= WHAT THE EXERCISE ASKS =
Tally the lines below that hold the string "enumerate", and report the tally by itself.

= DATASET RECORDS =
=== Section Start ===

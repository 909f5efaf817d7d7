use nom::{
    branch::alt,
    bytes::complete::{tag_no_case, take_until, take_while, take_while1},
    character::complete::{char, digit1, multispace0, satisfy},
    combinator::{map, map_res, not, opt, peek, recognize},
    error::ParseError,
    sequence::{delimited, pair, terminated},
    IResult, Parser,
};

use crate::query_builder::Literal;

pub fn ws<'a, O, E: ParseError<&'a str>, F>(inner: F) -> impl Parser<&'a str, Output = O, Error = E>
where
    F: Parser<&'a str, Output = O, Error = E>,
{
    delimited(multispace0, inner, multispace0)
}

pub fn is_identifier_char(c: char) -> bool {
    c.is_ascii_alphanumeric() || c == '_'
}

// letter or underscore, then letters, digits or underscores
// e.g. "title", "uid_local", "__typename"
pub fn identifier(input: &str) -> IResult<&str, &str> {
    recognize(pair(
        take_while1(|c: char| c.is_ascii_alphabetic() || c == '_'),
        take_while(is_identifier_char),
    ))
    .parse(input)
}

/// Case-insensitive keyword that is not the prefix of a longer identifier
pub fn keyword<'a>(word: &'static str) -> impl Parser<&'a str, Output = &'a str, Error = nom::error::Error<&'a str>> {
    terminated(tag_no_case(word), not(peek(satisfy(is_identifier_char))))
}

/// Parse a numeric literal: 123, -123, 3.14, -3.14
fn numeric_literal(input: &str) -> IResult<&str, Literal> {
    alt((
        map_res(
            recognize((opt(char('-')), digit1, char('.'), digit1)),
            |s: &str| s.parse::<f64>().map(Literal::Float),
        ),
        map_res(recognize(pair(opt(char('-')), digit1)), |s: &str| {
            s.parse::<i64>().map(Literal::Int)
        }),
    ))
    .parse(input)
}

// backtick-quoted, no escapes
fn string_literal(input: &str) -> IResult<&str, Literal> {
    map(delimited(char('`'), take_until("`"), char('`')), |s: &str| {
        Literal::String(s.to_string())
    })
    .parse(input)
}

pub fn literal(input: &str) -> IResult<&str, Literal> {
    alt((
        string_literal,
        numeric_literal,
        map(keyword("null"), |_| Literal::Null),
    ))
    .parse(input)
}

/// First characters of `input`, for error messages
pub fn near(input: &str) -> String {
    let trimmed = input.trim_start();
    if trimmed.is_empty() {
        return "end of input".to_string();
    }
    trimmed.chars().take(24).collect()
}
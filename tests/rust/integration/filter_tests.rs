use test_case::test_case;

use super::common::reader;

fn filtered_uids(filter: &str) -> Vec<i64> {
    let reader = reader();
    let query = format!(
        "{{ tx_persistence_entity(filter: \"{}\") {{ uid }} }}",
        filter
    );
    let result = reader.execute(&query).unwrap();
    result["data"]["tx_persistence_entity"]
        .as_array()
        .unwrap()
        .iter()
        .map(|row| row["uid"].as_i64().unwrap())
        .collect()
}

#[test_case("scalar_string = `String`", vec![1024, 1027] ; "string equality")]
#[test_case("not uid = 1026", vec![1024, 1025, 1027, 1028] ; "negation")]
#[test_case("uid >= 1027", vec![1027, 1028] ; "comparison")]
#[test_case("scalar_float = 3.1415 or scalar_integer = 1", vec![1025, 1026, 1027] ; "disjunction")]
#[test_case(
    "scalar_float = -3.1415 or scalar_float = 3.1415 and l10n_state = null",
    vec![1025, 1027]
    ; "conjunction binds tighter"
)]
#[test_case(
    "scalar_text = `` and not (scalar_float = -3.1415 or scalar_integer = null)",
    vec![1024, 1025, 1026]
    ; "negated group"
)]
#[test_case("not (scalar_float = 0 or scalar_integer = 1)", vec![1025] ; "negated disjunction")]
#[test_case("l10n_state != null", vec![] ; "not null")]
#[test_case("title on tx_persistence_entity = `Entity 5`", vec![1028] ; "qualified field")]
fn test_read_filtered(filter: &str, expected: Vec<i64>) {
    assert_eq!(filtered_uids(filter), expected);
}

#[test]
fn test_filter_combines_with_window() {
    let reader = reader();
    let result = reader
        .execute(
            "{ tx_persistence_entity(filter: \"scalar_integer = 0\", order: \"title descending\", limit: 2) { title } }",
        )
        .unwrap();
    assert_eq!(
        result["data"]["tx_persistence_entity"],
        serde_json::json!([{"title": "Entity 5"}, {"title": "Entity 2"}])
    );
}
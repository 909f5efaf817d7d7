//! Relgraph - graph-shaped entity queries over relational tables
//!
//! This crate reads typed entities and their relations through:
//! - A declarative schema of entity types, scalar fields and relations
//! - Query documents with nested relation blocks and type fragments
//! - Order and filter expressions with `on <Type>` qualifiers
//! - One buffered query per relation and table per execution

pub mod config;
pub mod document;
pub mod errors;
pub mod expression;
pub mod query_builder;
pub mod reader;
pub mod resolver;
pub mod schema_catalog;

pub use config::ReaderConfig;
pub use errors::{EntityReaderError, ErrorKind};
pub use query_builder::QueryExecutor;
#[cfg(feature = "sqlite")]
pub use query_builder::SqliteExecutor;
pub use reader::{AccessContext, EntityReader, Variables};
pub use schema_catalog::Schema;
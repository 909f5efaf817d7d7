use serde_json::{Map, Number, Value};
use std::collections::BTreeMap;

use super::plan::{FieldKind, SelectionPlan};
use crate::errors::EntityReaderError;
use crate::query_builder::Row;
use crate::resolver::{ResolutionContext, ResolutionRequest, TypedRow};
use crate::schema_catalog::ScalarType;

/// Convert a stored value to the declared scalar type
///
/// Values that cannot be converted project as `null`.
pub fn coerce(value: &Value, scalar_type: ScalarType) -> Value {
    let coerced = match (scalar_type, value) {
        (_, Value::Null) => return Value::Null,
        (ScalarType::Int, Value::Number(n)) => n
            .as_i64()
            .or_else(|| n.as_f64().map(|f| f.trunc() as i64))
            .map(Value::from),
        (ScalarType::Int, Value::String(s)) => s
            .trim()
            .parse::<i64>()
            .ok()
            .or_else(|| s.trim().parse::<f64>().ok().map(|f| f.trunc() as i64))
            .map(Value::from),
        (ScalarType::Int, Value::Bool(b)) => Some(Value::from(*b as i64)),
        (ScalarType::Float, Value::Number(n)) => {
            n.as_f64().and_then(Number::from_f64).map(Value::Number)
        }
        (ScalarType::Float, Value::String(s)) => s
            .trim()
            .parse::<f64>()
            .ok()
            .and_then(Number::from_f64)
            .map(Value::Number),
        (ScalarType::String, Value::String(s)) => Some(Value::String(s.clone())),
        (ScalarType::String, Value::Number(n)) => Some(Value::String(n.to_string())),
        (ScalarType::String, Value::Bool(b)) => Some(Value::String(b.to_string())),
        (ScalarType::Bool, Value::Bool(b)) => Some(Value::Bool(*b)),
        (ScalarType::Bool, Value::Number(n)) => n.as_f64().map(|f| Value::Bool(f != 0.0)),
        (ScalarType::Bool, Value::String(s)) => match s.trim() {
            "" | "0" | "false" => Some(Value::Bool(false)),
            "1" | "true" => Some(Value::Bool(true)),
            _ => None,
        },
        _ => None,
    };

    coerced.unwrap_or_else(|| {
        log::debug!("Cannot coerce {} to {:?}, projecting null", value, scalar_type);
        Value::Null
    })
}

/// Project `rows` through `plan`, resolving relation fields batch-wise
///
/// Every relation field is resolved once for all rows of a type, then the
/// children of all parents are projected together, one level at a time.
pub fn project(
    rows: &[TypedRow],
    plan: &SelectionPlan<'_>,
    ctx: &mut ResolutionContext<'_>,
) -> Result<Vec<Value>, EntityReaderError> {
    let mut related: Vec<BTreeMap<usize, Value>> = vec![BTreeMap::new(); rows.len()];

    for (type_name, fields) in &plan.fields {
        let indexes: Vec<usize> = rows
            .iter()
            .enumerate()
            .filter(|(_, row)| &row.type_name == type_name)
            .map(|(i, _)| i)
            .collect();
        if indexes.is_empty() {
            continue;
        }

        for (position, field) in fields.iter().enumerate() {
            let FieldKind::Relation(relation) = &field.kind else {
                continue;
            };
            let parent_rows: Vec<&Row> = indexes.iter().map(|&i| &rows[i].fields).collect();
            let request = ResolutionRequest {
                parent_type: relation.parent_type,
                property: relation.property,
                relation: relation.relation,
                parent_rows: &parent_rows,
                arguments: &relation.arguments,
            };
            let resolved = relation.resolver.resolve(&request, ctx)?;

            let mut children = Vec::new();
            let mut spans = Vec::with_capacity(indexes.len());
            for &i in &indexes {
                let start = children.len();
                let key = rows[i].key(&relation.parent_type.key_column);
                if let Some(list) = key.and_then(|key| resolved.get(&key)) {
                    children.extend(list.iter().cloned());
                }
                spans.push((i, start, children.len()));
            }

            let values = project(&children, &relation.selection, ctx)?;
            for (i, start, end) in spans {
                related[i].insert(position, Value::Array(values[start..end].to_vec()));
            }
        }
    }

    Ok(rows
        .iter()
        .zip(related)
        .map(|(row, mut related)| {
            let mut object = Map::new();
            for (position, field) in plan.fields_for(&row.type_name).iter().enumerate() {
                let value = match &field.kind {
                    FieldKind::Typename => Value::String(row.type_name.clone()),
                    FieldKind::Scalar {
                        column,
                        scalar_type,
                    } => coerce(row.get(column), *scalar_type),
                    FieldKind::Relation(_) => related
                        .remove(&position)
                        .unwrap_or_else(|| Value::Array(Vec::new())),
                };
                object.insert(field.response_key.clone(), value);
            }
            Value::Object(object)
        })
        .collect())
}

#[cfg(test)]
mod tests {
    use super::*;
    use serde_json::json;
    use test_case::test_case;

    #[test_case(json!(3), ScalarType::Int, json!(3) ; "int stays int")]
    #[test_case(json!("42"), ScalarType::Int, json!(42) ; "numeric string to int")]
    #[test_case(json!(3.9), ScalarType::Int, json!(3) ; "float truncates")]
    #[test_case(json!("abc"), ScalarType::Int, Value::Null ; "garbage to null")]
    #[test_case(json!("-3.1415"), ScalarType::Float, json!(-3.1415) ; "string to float")]
    #[test_case(json!(1), ScalarType::String, json!("1") ; "number to string")]
    #[test_case(json!(0), ScalarType::Bool, json!(false) ; "zero is false")]
    #[test_case(json!("1"), ScalarType::Bool, json!(true) ; "one string is true")]
    #[test_case(Value::Null, ScalarType::String, Value::Null ; "null stays null")]
    fn test_coerce(value: Value, scalar_type: ScalarType, expected: Value) {
        assert_eq!(coerce(&value, scalar_type), expected);
    }
}
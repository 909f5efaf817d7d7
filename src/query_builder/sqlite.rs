//! SQLite backend for [`QueryExecutor`] over a `rusqlite` connection.

use rusqlite::types::{Value, ValueRef};
use rusqlite::Connection;
use std::path::Path;

use super::{Literal, QueryExecutor, Row, SelectQuery, SqliteDialect};
use crate::errors::ExecutionError;

pub struct SqliteExecutor {
    connection: Connection,
}

impl SqliteExecutor {
    pub fn new(connection: Connection) -> Self {
        SqliteExecutor { connection }
    }

    pub fn open_in_memory() -> Result<Self, ExecutionError> {
        Connection::open_in_memory()
            .map(Self::new)
            .map_err(connection_error)
    }

    pub fn open<P: AsRef<Path>>(path: P) -> Result<Self, ExecutionError> {
        Connection::open(path).map(Self::new).map_err(connection_error)
    }

    /// Run raw SQL, e.g. to create and seed tables
    pub fn execute_batch(&self, sql: &str) -> Result<(), ExecutionError> {
        self.connection
            .execute_batch(sql)
            .map_err(|e| ExecutionError::Query {
                sql: sql.to_string(),
                message: e.to_string(),
            })
    }
}

impl QueryExecutor for SqliteExecutor {
    fn execute(&self, query: &SelectQuery) -> Result<Vec<Row>, ExecutionError> {
        let statement = query.to_statement(&SqliteDialect);
        let query_error = |e: rusqlite::Error| ExecutionError::Query {
            sql: statement.sql.clone(),
            message: e.to_string(),
        };

        let mut prepared = self
            .connection
            .prepare(&statement.sql)
            .map_err(query_error)?;
        let columns: Vec<String> = prepared
            .column_names()
            .into_iter()
            .map(String::from)
            .collect();

        let params = rusqlite::params_from_iter(statement.params.iter().map(to_sql_value));
        let mut rows = prepared.query(params).map_err(query_error)?;

        let mut result = Vec::new();
        while let Some(row) = rows.next().map_err(query_error)? {
            let mut record = Row::new();
            for (index, name) in columns.iter().enumerate() {
                let value = row.get_ref(index).map_err(query_error)?;
                record.insert(name.clone(), to_json(value));
            }
            result.push(record);
        }
        Ok(result)
    }
}

fn connection_error(e: rusqlite::Error) -> ExecutionError {
    ExecutionError::Connection {
        message: e.to_string(),
    }
}

fn to_sql_value(literal: &Literal) -> Value {
    match literal {
        Literal::Null => Value::Null,
        Literal::Int(i) => Value::Integer(*i),
        Literal::Float(f) => Value::Real(*f),
        Literal::String(s) => Value::Text(s.clone()),
    }
}

fn to_json(value: ValueRef<'_>) -> serde_json::Value {
    match value {
        ValueRef::Null => serde_json::Value::Null,
        ValueRef::Integer(i) => serde_json::Value::from(i),
        ValueRef::Real(f) => serde_json::Number::from_f64(f)
            .map(serde_json::Value::Number)
            .unwrap_or(serde_json::Value::Null),
        ValueRef::Text(bytes) | ValueRef::Blob(bytes) => {
            serde_json::Value::String(String::from_utf8_lossy(bytes).into_owned())
        }
    }
}
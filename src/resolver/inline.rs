//! Relations whose child rows carry the parent key in one of their columns.

use super::buffer::{row_key, Buffer, TypedRow};
use super::{
    order_by_key, order_by_terms, restrict, select_storage_columns, ResolutionContext,
    ResolutionRequest, PARENT_KEY,
};
use crate::errors::EntityReaderError;
use crate::query_builder::{Condition, Literal, Row, SelectQuery, SortDirection};
use crate::schema_catalog::{EntityType, MatchFields};

/// Child-side columns pointing back to the parent
#[derive(Debug, Clone, Copy)]
pub struct ForeignKey<'a> {
    pub field: &'a str,
    /// Column on the child that must hold the parent's table name
    pub table_field: Option<&'a str>,
    pub match_fields: &'a MatchFields,
}

pub fn build_query(
    request: &ResolutionRequest<'_>,
    ctx: &ResolutionContext<'_>,
    keys: &[Literal],
    target: &EntityType,
    foreign_key: &ForeignKey<'_>,
) -> SelectQuery {
    let mut query = SelectQuery::from(&target.table);
    select_storage_columns(&mut query, target);
    let parent_column = query.column(foreign_key.field);
    query.select_as(parent_column.clone(), PARENT_KEY);

    query.and_where(Condition::In {
        column: parent_column,
        values: keys.to_vec(),
    });
    if let Some(table_field) = foreign_key.table_field {
        let column = query.column(table_field);
        query.and_where(Condition::eq_value(
            column,
            Literal::String(request.parent_type.table.clone()),
        ));
    }
    for (column, value) in foreign_key.match_fields {
        let column = query.column(column);
        query.and_where(Condition::eq_value(column, value.clone()));
    }
    restrict(
        &mut query,
        target,
        request.arguments.filter.as_ref(),
        &ctx.access,
    );

    order_by_terms(&mut query, target, request.arguments.order.as_ref());
    if let Some(sorting) = &request.relation.sorting_field {
        let column = query.column(sorting);
        query.order_by(column, SortDirection::Ascending);
    }
    order_by_key(&mut query, target);
    query
}

pub fn fetch(
    request: &ResolutionRequest<'_>,
    ctx: &ResolutionContext<'_>,
    parents: &[(i64, &Row)],
    targets: &[&EntityType],
    foreign_key: &ForeignKey<'_>,
) -> Result<Buffer, EntityReaderError> {
    let keys: Vec<Literal> = parents.iter().map(|(key, _)| Literal::Int(*key)).collect();

    let mut buffer = Buffer::default();
    for target in targets {
        let query = build_query(request, ctx, &keys, target, foreign_key);
        for row in ctx.execute(&query)? {
            match row_key(&row, PARENT_KEY) {
                Some(parent) => buffer.append(parent, TypedRow::new(&target.name, row)),
                None => log::warn!(
                    "Skipping {} row without parent key in `{}`",
                    target.name,
                    foreign_key.field
                ),
            }
        }
    }
    Ok(buffer)
}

=== Section End ===

= YOUR SOLUTION =
4